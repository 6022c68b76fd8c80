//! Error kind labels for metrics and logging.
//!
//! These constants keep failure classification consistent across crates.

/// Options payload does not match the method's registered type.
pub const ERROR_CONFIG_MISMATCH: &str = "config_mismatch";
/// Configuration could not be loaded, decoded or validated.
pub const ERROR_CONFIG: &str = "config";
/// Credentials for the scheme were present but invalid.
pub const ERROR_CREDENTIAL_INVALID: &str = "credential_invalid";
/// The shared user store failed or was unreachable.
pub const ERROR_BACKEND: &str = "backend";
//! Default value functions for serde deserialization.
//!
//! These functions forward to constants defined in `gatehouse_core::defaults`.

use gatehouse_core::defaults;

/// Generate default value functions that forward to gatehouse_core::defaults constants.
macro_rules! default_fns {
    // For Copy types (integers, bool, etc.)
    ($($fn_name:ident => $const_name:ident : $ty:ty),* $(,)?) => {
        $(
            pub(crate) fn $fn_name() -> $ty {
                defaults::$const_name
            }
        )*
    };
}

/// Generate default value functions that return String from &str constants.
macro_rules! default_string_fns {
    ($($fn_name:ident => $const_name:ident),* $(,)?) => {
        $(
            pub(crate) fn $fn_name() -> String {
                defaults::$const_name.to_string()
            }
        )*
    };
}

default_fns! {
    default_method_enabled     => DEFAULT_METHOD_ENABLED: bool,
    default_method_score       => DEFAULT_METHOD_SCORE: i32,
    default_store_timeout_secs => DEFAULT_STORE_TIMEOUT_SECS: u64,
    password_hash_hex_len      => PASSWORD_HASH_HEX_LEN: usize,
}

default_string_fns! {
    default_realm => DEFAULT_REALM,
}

-- -- --

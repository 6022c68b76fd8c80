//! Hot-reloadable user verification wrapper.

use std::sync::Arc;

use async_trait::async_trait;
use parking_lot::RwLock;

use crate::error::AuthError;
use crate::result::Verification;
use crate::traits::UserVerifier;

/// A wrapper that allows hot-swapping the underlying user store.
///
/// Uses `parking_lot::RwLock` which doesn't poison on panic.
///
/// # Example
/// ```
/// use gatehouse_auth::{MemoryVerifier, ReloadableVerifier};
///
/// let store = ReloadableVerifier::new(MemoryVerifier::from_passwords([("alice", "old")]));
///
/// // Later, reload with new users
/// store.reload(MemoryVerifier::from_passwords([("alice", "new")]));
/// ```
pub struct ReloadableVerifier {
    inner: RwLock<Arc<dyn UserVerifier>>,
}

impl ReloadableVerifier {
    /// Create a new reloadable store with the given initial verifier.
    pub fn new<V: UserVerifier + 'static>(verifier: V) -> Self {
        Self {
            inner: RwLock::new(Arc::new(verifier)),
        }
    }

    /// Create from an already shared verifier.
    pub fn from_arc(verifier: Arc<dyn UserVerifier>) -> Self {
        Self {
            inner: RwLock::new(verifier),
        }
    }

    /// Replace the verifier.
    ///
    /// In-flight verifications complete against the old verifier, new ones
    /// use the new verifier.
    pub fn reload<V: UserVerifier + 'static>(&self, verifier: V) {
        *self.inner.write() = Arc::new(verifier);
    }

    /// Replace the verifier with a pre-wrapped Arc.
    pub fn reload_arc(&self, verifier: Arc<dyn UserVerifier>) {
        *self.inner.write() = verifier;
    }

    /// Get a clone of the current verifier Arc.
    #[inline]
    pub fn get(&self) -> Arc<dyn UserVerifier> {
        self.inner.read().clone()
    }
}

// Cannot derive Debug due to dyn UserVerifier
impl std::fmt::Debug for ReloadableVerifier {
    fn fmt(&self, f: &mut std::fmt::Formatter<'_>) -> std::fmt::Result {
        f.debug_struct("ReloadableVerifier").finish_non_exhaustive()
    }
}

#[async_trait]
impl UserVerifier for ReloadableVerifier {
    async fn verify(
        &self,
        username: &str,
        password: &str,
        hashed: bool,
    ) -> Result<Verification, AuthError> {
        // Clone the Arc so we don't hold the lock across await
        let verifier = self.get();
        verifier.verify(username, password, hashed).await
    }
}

-- -- --

= TASK DETAILS =
Pull out every line of the entries that includes the word "Create".

= ANSWER BELOW =
    /// Create a new reloadable store with the given initial verifier.
    /// Create from an already shared verifier.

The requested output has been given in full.